Provide the number of lines in the entries below containing "names", with no further words.

Extracted data entries
◆ ◆ ◆ ◆ ◆ ◆ ◆
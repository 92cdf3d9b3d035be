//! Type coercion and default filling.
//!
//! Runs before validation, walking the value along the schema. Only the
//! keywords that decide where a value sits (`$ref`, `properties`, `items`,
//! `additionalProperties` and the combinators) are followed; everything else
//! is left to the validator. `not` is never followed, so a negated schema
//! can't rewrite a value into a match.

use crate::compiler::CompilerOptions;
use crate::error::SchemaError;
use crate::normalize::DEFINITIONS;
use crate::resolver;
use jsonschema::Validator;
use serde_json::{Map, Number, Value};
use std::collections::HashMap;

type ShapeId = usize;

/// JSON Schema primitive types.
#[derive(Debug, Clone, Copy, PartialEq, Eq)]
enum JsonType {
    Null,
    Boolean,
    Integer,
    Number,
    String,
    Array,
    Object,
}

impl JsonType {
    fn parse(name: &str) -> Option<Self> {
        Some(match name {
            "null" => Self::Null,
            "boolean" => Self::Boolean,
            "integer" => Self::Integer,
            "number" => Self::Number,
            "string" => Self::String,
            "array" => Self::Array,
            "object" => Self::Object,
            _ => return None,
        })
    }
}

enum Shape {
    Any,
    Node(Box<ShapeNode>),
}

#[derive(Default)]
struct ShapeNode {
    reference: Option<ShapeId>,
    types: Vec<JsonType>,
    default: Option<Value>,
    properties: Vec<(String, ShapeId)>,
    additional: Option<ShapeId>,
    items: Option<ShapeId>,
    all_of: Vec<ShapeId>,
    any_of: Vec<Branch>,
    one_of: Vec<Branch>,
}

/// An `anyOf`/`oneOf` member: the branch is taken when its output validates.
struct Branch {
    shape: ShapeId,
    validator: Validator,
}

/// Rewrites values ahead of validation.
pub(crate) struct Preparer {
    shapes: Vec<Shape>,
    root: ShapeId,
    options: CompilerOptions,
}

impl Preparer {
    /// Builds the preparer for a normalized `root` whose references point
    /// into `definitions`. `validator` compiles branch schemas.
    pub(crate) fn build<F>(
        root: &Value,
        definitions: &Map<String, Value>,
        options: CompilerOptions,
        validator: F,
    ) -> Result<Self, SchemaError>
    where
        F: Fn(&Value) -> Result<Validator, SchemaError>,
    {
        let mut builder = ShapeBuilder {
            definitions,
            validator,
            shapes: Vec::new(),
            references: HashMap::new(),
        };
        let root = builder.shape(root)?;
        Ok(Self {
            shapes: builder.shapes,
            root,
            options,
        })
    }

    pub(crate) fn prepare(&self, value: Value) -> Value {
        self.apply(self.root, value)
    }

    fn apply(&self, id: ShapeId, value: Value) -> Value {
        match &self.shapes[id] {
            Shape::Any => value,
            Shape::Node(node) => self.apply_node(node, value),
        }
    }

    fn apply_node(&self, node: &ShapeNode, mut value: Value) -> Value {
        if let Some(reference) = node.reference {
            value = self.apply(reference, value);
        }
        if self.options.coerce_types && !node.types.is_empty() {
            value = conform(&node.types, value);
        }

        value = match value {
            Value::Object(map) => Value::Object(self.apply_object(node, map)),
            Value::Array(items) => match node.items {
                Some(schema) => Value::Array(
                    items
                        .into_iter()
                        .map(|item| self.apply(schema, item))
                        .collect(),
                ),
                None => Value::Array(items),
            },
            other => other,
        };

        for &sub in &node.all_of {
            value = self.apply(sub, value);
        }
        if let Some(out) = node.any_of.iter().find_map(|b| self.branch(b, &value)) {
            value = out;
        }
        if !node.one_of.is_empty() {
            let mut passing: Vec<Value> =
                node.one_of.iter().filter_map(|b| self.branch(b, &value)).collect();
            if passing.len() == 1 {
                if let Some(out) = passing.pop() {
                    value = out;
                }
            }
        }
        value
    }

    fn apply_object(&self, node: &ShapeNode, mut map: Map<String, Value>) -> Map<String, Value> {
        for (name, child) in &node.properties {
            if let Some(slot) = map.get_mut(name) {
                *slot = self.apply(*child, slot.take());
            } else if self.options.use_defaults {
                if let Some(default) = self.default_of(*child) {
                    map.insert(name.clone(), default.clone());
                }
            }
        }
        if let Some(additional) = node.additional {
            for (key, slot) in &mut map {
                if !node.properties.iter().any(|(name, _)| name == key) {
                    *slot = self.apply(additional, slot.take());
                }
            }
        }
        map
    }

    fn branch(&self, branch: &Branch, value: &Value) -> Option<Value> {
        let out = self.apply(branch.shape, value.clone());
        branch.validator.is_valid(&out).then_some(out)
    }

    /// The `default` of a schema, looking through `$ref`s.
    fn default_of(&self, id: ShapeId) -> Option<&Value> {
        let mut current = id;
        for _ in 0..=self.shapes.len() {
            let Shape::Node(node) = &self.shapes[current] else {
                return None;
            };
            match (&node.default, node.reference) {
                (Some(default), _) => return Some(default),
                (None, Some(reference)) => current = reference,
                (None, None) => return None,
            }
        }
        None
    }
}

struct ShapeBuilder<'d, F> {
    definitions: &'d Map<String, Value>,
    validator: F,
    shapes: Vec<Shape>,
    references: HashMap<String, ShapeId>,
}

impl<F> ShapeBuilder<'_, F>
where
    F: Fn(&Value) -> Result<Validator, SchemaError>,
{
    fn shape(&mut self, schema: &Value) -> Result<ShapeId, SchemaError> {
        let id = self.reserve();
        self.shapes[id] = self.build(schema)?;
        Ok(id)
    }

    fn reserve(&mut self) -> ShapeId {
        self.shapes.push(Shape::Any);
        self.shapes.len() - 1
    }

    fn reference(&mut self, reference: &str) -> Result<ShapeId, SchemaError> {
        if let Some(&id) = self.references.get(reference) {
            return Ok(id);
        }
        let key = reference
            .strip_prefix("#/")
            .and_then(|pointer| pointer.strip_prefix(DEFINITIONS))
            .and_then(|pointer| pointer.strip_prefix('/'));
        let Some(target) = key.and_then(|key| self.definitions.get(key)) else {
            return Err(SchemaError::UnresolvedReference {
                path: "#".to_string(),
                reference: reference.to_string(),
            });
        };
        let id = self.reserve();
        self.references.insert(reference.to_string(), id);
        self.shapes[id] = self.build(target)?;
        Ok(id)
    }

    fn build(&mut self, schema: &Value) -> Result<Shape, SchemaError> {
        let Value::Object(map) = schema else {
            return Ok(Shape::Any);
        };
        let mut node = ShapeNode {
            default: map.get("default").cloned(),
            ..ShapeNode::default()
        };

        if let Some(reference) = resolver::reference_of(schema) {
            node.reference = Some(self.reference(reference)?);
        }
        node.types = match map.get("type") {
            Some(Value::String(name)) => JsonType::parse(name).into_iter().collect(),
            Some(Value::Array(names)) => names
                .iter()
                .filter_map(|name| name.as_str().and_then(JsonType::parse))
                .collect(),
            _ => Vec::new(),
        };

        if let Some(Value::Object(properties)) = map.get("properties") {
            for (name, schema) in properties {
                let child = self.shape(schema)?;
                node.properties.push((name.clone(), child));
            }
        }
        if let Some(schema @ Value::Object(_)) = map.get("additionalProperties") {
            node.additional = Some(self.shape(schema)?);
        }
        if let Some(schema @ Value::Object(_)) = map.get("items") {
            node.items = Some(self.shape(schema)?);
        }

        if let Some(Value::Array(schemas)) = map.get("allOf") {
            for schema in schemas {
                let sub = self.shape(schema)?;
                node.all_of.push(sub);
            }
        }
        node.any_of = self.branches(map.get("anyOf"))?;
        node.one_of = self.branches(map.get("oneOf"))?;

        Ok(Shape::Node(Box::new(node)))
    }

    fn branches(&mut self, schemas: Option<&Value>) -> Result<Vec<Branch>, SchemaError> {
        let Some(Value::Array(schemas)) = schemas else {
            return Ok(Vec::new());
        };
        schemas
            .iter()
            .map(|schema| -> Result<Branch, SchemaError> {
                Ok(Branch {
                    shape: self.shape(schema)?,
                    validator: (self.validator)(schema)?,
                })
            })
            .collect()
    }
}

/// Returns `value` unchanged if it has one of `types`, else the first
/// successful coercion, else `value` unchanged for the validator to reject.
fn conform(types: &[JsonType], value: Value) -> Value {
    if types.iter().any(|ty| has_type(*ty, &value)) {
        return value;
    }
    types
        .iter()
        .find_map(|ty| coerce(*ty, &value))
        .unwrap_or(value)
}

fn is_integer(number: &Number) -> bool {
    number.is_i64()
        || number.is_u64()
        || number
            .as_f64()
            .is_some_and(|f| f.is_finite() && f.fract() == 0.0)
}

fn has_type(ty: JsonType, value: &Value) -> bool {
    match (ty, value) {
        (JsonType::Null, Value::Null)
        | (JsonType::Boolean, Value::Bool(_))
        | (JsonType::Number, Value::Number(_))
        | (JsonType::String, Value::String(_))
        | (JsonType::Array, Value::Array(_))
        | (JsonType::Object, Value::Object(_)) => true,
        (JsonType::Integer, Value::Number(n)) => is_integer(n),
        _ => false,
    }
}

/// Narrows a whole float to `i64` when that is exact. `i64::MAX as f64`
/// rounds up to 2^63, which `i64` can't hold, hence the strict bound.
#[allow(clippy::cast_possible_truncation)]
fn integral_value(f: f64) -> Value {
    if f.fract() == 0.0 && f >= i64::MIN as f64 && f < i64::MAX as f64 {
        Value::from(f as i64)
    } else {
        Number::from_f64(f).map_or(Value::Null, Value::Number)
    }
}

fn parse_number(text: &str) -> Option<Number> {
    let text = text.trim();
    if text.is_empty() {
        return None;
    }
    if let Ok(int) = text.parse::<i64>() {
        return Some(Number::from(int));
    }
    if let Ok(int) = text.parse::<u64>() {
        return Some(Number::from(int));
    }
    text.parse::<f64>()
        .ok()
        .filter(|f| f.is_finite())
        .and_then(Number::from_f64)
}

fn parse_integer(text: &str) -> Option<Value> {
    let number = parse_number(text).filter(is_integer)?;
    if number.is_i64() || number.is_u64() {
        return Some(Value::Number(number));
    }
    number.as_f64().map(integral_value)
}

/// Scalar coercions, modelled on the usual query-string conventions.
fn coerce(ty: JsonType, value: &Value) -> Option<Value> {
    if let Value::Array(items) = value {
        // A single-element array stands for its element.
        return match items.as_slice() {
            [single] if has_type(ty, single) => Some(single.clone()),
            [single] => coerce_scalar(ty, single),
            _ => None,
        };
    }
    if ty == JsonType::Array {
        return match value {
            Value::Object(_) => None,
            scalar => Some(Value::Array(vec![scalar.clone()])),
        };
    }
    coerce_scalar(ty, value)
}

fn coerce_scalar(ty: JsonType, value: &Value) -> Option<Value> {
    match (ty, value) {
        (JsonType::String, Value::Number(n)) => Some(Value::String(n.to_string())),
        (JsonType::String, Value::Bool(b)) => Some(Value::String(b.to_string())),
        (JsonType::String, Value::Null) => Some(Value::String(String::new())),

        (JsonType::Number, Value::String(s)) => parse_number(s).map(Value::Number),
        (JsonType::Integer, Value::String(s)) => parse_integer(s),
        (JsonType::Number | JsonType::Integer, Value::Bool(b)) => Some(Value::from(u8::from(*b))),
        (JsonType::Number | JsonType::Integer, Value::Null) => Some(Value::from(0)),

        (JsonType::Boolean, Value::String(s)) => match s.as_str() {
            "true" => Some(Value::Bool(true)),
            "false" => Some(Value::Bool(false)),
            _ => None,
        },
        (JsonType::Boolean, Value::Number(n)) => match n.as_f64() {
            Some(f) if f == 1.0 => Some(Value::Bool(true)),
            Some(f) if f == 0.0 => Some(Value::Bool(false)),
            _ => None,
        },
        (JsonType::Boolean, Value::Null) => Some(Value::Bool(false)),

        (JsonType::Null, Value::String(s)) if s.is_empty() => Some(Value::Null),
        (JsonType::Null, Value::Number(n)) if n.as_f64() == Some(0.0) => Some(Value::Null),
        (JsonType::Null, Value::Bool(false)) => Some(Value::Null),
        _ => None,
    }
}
◆ ◆ ◆ ◆ ◆ ◆ ◆
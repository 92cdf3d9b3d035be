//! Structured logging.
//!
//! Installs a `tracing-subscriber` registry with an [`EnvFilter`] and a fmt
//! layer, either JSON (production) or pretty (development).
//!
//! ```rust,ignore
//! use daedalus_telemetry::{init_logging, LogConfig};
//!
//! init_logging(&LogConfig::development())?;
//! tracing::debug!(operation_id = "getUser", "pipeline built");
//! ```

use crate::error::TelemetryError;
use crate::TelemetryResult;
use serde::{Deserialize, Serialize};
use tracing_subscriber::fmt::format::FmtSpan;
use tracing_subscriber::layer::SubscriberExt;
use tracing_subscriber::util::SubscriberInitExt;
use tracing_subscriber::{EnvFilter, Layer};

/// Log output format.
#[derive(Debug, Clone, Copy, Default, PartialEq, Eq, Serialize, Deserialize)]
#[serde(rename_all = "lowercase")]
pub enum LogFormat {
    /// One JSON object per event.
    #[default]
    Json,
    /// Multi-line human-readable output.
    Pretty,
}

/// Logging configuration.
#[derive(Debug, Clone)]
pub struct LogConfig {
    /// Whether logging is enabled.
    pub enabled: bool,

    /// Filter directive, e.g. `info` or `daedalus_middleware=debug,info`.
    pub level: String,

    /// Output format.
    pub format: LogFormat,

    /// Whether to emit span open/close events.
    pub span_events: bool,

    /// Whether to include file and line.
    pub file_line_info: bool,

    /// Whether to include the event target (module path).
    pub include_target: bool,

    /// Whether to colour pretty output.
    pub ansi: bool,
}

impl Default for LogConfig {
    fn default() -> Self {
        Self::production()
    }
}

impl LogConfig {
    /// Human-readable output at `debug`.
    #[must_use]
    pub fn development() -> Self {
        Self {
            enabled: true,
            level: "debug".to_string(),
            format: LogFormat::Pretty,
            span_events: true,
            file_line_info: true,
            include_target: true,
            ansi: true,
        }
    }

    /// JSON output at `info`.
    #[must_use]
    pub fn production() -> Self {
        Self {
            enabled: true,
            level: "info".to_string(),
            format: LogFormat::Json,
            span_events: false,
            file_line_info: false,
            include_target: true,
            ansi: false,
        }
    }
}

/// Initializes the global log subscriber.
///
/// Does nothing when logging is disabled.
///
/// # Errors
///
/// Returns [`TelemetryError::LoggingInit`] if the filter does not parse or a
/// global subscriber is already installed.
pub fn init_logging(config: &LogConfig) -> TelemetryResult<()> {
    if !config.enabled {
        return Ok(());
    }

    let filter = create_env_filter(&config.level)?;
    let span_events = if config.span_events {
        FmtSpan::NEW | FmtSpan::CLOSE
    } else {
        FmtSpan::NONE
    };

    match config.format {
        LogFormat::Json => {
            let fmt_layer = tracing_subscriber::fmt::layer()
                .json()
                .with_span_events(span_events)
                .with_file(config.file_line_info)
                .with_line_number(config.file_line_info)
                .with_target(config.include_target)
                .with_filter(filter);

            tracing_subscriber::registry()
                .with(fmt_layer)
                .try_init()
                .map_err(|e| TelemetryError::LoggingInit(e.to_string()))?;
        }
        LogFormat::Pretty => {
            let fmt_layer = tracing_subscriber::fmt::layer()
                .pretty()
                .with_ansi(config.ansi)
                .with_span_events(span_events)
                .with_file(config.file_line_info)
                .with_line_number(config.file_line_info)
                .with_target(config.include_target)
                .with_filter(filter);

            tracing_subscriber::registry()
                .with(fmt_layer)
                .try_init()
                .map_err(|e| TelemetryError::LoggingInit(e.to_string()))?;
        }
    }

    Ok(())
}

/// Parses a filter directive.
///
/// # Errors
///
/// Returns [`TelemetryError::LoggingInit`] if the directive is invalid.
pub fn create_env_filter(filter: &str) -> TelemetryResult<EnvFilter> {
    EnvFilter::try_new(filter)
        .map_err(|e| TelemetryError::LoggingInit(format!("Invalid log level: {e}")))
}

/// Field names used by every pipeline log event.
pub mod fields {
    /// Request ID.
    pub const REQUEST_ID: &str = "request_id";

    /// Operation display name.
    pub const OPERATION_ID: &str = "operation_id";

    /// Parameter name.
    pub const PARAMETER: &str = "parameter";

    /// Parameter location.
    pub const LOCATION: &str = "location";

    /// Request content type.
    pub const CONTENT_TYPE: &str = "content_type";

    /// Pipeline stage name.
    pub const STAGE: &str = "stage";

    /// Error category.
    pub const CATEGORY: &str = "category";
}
◆ ◆ ◆ ◆ ◆ ◆ ◆
OUTPUT OF THE EXERCISE
2